Assignment:
Look below for the line containing "filename src/cli/commands.rs"; from there through the line containing "use tracing_subscriber::EnvFilter;", both lines included, please set down each line exactly and nothing else.

(Stored items)
======

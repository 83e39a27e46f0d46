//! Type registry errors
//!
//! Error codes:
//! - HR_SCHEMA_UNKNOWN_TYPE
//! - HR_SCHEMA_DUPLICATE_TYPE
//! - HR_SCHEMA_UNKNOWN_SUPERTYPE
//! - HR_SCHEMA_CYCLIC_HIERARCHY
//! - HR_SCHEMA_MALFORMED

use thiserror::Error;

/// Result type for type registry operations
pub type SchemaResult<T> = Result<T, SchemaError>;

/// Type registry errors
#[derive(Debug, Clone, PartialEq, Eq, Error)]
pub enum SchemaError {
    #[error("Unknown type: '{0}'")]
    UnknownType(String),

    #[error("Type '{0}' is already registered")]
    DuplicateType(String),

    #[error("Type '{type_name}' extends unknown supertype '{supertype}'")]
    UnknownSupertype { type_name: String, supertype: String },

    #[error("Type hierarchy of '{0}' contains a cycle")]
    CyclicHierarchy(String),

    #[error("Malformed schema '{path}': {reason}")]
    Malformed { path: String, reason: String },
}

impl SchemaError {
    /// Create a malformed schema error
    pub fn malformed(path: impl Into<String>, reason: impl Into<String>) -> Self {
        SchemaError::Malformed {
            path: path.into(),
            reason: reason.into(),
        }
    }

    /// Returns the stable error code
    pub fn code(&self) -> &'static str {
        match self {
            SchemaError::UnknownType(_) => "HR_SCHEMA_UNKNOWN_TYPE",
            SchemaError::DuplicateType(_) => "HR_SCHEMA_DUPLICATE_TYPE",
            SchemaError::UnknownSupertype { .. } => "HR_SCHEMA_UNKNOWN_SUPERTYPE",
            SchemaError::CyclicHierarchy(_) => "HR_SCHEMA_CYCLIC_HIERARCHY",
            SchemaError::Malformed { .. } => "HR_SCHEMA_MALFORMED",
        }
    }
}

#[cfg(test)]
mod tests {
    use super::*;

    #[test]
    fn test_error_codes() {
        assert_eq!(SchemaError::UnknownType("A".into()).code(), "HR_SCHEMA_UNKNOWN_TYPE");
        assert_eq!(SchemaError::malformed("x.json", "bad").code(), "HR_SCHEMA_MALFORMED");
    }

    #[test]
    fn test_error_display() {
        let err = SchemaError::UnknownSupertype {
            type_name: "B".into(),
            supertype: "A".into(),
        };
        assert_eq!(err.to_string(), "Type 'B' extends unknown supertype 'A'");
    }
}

======

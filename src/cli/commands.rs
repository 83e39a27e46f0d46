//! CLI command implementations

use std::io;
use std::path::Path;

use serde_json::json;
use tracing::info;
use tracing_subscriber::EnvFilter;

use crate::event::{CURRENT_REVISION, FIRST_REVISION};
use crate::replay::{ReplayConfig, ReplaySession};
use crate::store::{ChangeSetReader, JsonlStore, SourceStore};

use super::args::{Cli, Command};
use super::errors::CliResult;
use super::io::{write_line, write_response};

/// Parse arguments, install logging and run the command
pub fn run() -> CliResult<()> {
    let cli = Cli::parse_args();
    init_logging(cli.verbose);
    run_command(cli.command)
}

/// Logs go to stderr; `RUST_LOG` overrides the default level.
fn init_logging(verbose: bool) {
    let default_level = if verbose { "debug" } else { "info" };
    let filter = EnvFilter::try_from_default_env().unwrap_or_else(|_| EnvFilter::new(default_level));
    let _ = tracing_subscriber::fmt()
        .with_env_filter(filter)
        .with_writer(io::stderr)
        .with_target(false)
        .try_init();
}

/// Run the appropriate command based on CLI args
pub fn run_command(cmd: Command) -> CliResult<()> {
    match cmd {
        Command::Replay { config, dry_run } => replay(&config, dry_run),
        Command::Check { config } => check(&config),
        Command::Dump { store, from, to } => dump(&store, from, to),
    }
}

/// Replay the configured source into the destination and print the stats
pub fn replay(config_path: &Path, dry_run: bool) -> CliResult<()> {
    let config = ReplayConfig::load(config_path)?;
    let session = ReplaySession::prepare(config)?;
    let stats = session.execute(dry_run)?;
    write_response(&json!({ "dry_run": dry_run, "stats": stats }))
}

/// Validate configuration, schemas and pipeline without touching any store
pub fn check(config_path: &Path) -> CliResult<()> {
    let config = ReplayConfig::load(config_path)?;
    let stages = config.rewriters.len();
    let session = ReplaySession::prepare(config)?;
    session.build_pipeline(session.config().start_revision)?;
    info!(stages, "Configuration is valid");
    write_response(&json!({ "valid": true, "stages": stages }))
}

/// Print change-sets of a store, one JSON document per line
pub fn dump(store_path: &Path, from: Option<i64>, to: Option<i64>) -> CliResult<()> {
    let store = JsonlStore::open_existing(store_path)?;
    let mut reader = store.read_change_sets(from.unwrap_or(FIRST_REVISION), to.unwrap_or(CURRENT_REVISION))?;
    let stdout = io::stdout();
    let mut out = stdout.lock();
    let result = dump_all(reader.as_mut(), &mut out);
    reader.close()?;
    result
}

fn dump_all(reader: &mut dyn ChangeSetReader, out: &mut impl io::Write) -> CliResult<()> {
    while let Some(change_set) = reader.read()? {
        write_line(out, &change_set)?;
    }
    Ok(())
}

======

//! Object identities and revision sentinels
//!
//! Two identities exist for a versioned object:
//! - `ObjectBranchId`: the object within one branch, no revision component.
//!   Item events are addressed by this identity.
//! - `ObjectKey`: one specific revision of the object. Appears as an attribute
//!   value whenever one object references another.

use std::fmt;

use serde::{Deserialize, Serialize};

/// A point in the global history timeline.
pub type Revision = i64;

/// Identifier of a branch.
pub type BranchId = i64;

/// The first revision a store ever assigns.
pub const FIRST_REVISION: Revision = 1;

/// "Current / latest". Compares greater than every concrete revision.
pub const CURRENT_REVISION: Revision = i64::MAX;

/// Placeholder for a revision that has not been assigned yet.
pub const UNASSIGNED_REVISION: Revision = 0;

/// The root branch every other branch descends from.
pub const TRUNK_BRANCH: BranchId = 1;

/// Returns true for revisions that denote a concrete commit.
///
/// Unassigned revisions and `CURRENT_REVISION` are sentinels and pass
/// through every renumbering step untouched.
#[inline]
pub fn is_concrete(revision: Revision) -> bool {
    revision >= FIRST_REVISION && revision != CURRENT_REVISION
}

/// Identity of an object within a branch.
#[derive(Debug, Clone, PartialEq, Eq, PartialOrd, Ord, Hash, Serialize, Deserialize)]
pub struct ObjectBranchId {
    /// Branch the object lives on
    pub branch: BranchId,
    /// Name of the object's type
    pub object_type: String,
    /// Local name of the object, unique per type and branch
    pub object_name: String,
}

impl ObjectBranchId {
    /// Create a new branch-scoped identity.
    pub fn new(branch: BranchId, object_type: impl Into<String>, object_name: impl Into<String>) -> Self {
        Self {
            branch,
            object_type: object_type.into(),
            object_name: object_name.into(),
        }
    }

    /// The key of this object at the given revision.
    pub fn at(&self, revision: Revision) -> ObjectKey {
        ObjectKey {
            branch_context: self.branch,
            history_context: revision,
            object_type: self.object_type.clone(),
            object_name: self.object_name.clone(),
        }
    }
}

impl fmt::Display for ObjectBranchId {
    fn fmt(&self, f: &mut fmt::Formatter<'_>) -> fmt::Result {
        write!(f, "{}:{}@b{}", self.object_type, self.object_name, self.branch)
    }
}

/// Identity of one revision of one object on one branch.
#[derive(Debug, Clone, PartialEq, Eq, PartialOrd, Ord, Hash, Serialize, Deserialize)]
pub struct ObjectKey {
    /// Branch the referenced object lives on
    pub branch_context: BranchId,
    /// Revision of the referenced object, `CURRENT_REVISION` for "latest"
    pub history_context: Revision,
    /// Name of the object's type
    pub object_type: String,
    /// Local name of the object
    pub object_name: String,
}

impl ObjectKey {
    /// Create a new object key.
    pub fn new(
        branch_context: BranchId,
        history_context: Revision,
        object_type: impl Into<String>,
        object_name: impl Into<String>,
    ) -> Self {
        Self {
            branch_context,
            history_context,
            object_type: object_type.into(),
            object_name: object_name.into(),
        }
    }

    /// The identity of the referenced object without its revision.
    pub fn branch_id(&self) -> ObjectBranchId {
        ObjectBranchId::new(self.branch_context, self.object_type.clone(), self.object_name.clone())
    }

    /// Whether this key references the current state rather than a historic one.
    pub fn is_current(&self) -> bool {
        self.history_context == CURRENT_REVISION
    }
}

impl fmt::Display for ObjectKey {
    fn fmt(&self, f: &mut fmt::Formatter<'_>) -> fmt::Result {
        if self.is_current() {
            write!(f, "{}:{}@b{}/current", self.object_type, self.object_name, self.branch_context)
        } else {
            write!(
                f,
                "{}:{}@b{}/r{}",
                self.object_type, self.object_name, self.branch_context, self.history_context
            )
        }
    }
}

======

Response:
filename src/cli/commands.rs
repository 83e39a27e46f0d46
//! CLI command implementations

use std::io;
use std::path::Path;

use serde_json::json;
use tracing::info;
use tracing_subscriber::EnvFilter;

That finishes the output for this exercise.